3.    RESPONSIBILITIES OF PARTIES

      (a)   Responsibilities of ANCC. ANCC shall have the following principal
            responsibilities:

            (1)   allow the use of the "ANC" name in connection with the
                  Project;

            (2)   designate sufficient personnel to the Project in accordance
                  with the marketing plan agreed upon by EPL and ANCC;

            (3)   assist the Project in marketing and promotion efforts;

            (4)   assist the Project with ANCC Know-how to address product
                  requirements in the Market;

            (5)   assist the Project with the supply of ANCC Products upon terms
                  and conditions mutually established from time to time by EPL
                  and ANCC, on a customer by customer basis, as more
                  particularly set forth in Section 4 below;

            (6)   liaise with EPL customer service to track progress of all
                  orders for ANCC Products; and

            (7)   bill the customer, collect outstanding billings and pay
                  expenses as detailed in section 4 below.

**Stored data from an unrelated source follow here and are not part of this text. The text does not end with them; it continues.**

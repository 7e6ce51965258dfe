// src/core/session.rs
//! Persisted login session.
//!
//! The token lives in a small TOML file. It is read once at startup and
//! handed to `ApiClient::new`; nothing else reads it behind the caller's back.

use chrono::{DateTime, TimeZone, Utc};
use jsonwebtoken::{decode, Algorithm, DecodingKey, Validation};
use serde::{Deserialize, Serialize};
use std::path::{Path, PathBuf};
use tracing::{info, warn};

use crate::error::{ApiError, Result};
use crate::types::UserRole;

#[derive(Debug, Clone, PartialEq, Serialize, Deserialize)]
pub struct SessionUser {
    #[serde(default, alias = "_id")]
    pub id: String,
    #[serde(default, alias = "full_name")]
    pub name: String,
    #[serde(default)]
    pub email: String,
    #[serde(default, skip_serializing_if = "Option::is_none")]
    pub role: Option<UserRole>,
}

#[derive(Debug, Clone, PartialEq, Serialize, Deserialize)]
pub struct Session {
    pub access_token: String,
    pub saved_at: DateTime<Utc>,
    #[serde(default, skip_serializing_if = "Option::is_none")]
    pub user: Option<SessionUser>,
}

/// Claims we care about. The signature is the server's business.
#[derive(Debug, Clone, Deserialize)]
pub struct TokenClaims {
    #[serde(default)]
    pub sub: Option<String>,
    #[serde(default)]
    pub exp: Option<i64>,
    #[serde(default)]
    pub email: Option<String>,
    #[serde(default)]
    pub role: Option<String>,
}

impl TokenClaims {
    pub fn expires_at(&self) -> Option<DateTime<Utc>> {
        self.exp.and_then(|exp| Utc.timestamp_opt(exp, 0).single())
    }
}

pub fn decode_claims(token: &str) -> Result<TokenClaims> {
    let mut validation = Validation::new(Algorithm::HS256);
    validation.insecure_disable_signature_validation();
    validation.validate_exp = false;
    validation.validate_aud = false;
    validation.required_spec_claims.clear();

    decode::<TokenClaims>(token, &DecodingKey::from_secret(&[]), &validation)
        .map(|data| data.claims)
        .map_err(|e| ApiError::Decode(format!("access token is not a JWT: {}", e)))
}

impl Session {
    pub fn new(access_token: String, user: Option<SessionUser>) -> Self {
        Self {
            access_token,
            saved_at: Utc::now(),
            user,
        }
    }

    /// Token to attach to requests, unless its `exp` claim has passed.
    /// Opaque (non-JWT) tokens are passed through as-is.
    pub fn bearer_token(&self, now: DateTime<Utc>) -> Result<&str> {
        match decode_claims(&self.access_token) {
            Ok(claims) => match claims.expires_at() {
                Some(expiry) if expiry <= now => {
                    warn!("Stored session expired at {}", expiry);
                    Err(ApiError::SessionExpired)
                }
                _ => Ok(&self.access_token),
            },
            Err(_) => Ok(&self.access_token),
        }
    }
}

pub struct SessionStore {
    path: PathBuf,
}

impl SessionStore {
    pub fn new(path: impl Into<PathBuf>) -> Self {
        Self { path: path.into() }
    }

    pub fn path(&self) -> &Path {
        &self.path
    }

    pub fn load(&self) -> Result<Option<Session>> {
        if !self.path.exists() {
            return Ok(None);
        }

        let content = std::fs::read_to_string(&self.path)?;
        let session = toml::from_str(&content).map_err(|e| {
            ApiError::Config(format!("corrupt session file {}: {}", self.path.display(), e))
        })?;
        Ok(Some(session))
    }

    pub fn save(&self, session: &Session) -> Result<()> {
        if let Some(parent) = self.path.parent() {
            std::fs::create_dir_all(parent)?;
        }

        let content = toml::to_string(session)
            .map_err(|e| ApiError::Config(format!("failed to encode session: {}", e)))?;
        std::fs::write(&self.path, content)?;

        info!("Session saved to {}", self.path.display());
        Ok(())
    }

    /// Returns whether a session file was removed
    pub fn clear(&self) -> Result<bool> {
        if !self.path.exists() {
            return Ok(false);
        }
        std::fs::remove_file(&self.path)?;
        info!("Session cleared at {}", self.path.display());
        Ok(true)
    }
}

#[cfg(test)]
mod tests {
    use super::*;
    use jsonwebtoken::{encode, EncodingKey, Header};

    fn token_expiring_at(exp: i64) -> String {
        let claims = serde_json::json!({"sub": "u1", "email": "ada@example.com", "role": "admin", "exp": exp});
        encode(&Header::default(), &claims, &EncodingKey::from_secret(b"server-secret")).unwrap()
    }

    #[test]
    fn test_decode_claims_without_key() {
        let claims = decode_claims(&token_expiring_at(4_102_444_800)).unwrap();
        assert_eq!(claims.sub.as_deref(), Some("u1"));
        assert_eq!(claims.role.as_deref(), Some("admin"));
        assert!(claims.expires_at().is_some());
    }

    #[test]
    fn test_expired_session_is_refused() {
        let session = Session::new(token_expiring_at(1_000), None);
        assert!(matches!(
            session.bearer_token(Utc::now()),
            Err(ApiError::SessionExpired)
        ));

        let fresh = Session::new(token_expiring_at(4_102_444_800), None);
        assert!(fresh.bearer_token(Utc::now()).is_ok());
    }

    #[test]
    fn test_opaque_token_passes_through() {
        let session = Session::new("opaque-token".to_string(), None);
        assert_eq!(session.bearer_token(Utc::now()).unwrap(), "opaque-token");
    }

    #[test]
    fn test_store_roundtrip_and_clear() {
        let dir = tempfile::tempdir().unwrap();
        let store = SessionStore::new(dir.path().join("nested").join("session.toml"));
        assert!(store.load().unwrap().is_none());

        let session = Session::new(
            "tok".to_string(),
            Some(SessionUser {
                id: "u1".into(),
                name: "Ada".into(),
                email: "ada@example.com".into(),
                role: Some(UserRole::Admin),
            }),
        );
        store.save(&session).unwrap();
        assert_eq!(store.load().unwrap(), Some(session));

        assert!(store.clear().unwrap());
        assert!(!store.clear().unwrap());
    }
}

      (b)   Responsibilities of EPL. EPL shall have the following principal
            responsibilities:

            (1)   allow the use of the "RESPIRE" name in connection with the
                  Project;

            (2)   assign its RESPIRE sales team to the Project in accordance
                  with the marketing plan agreed upon by EPL and ANCC; 

            (3)   assist the Project in marketing and promotion efforts;

            (4)   assist the Project with EPL Know-how to address product
                  requirements in the Market;

            (5)   assist the Project with the supply of EPL Products upon terms
                  and conditions mutually established from time to time by EPL
                  and ANCC, on a customer by customer basis, as more
                  particularly set forth in Section 4 below; and

            (6)   bill any customers currently doing business through Respire
                  Films, Inc. that are not transferred into the Project, until
                  such time as the parties agree that the said customers should
                  be transferred into the Project and billed by ANCC.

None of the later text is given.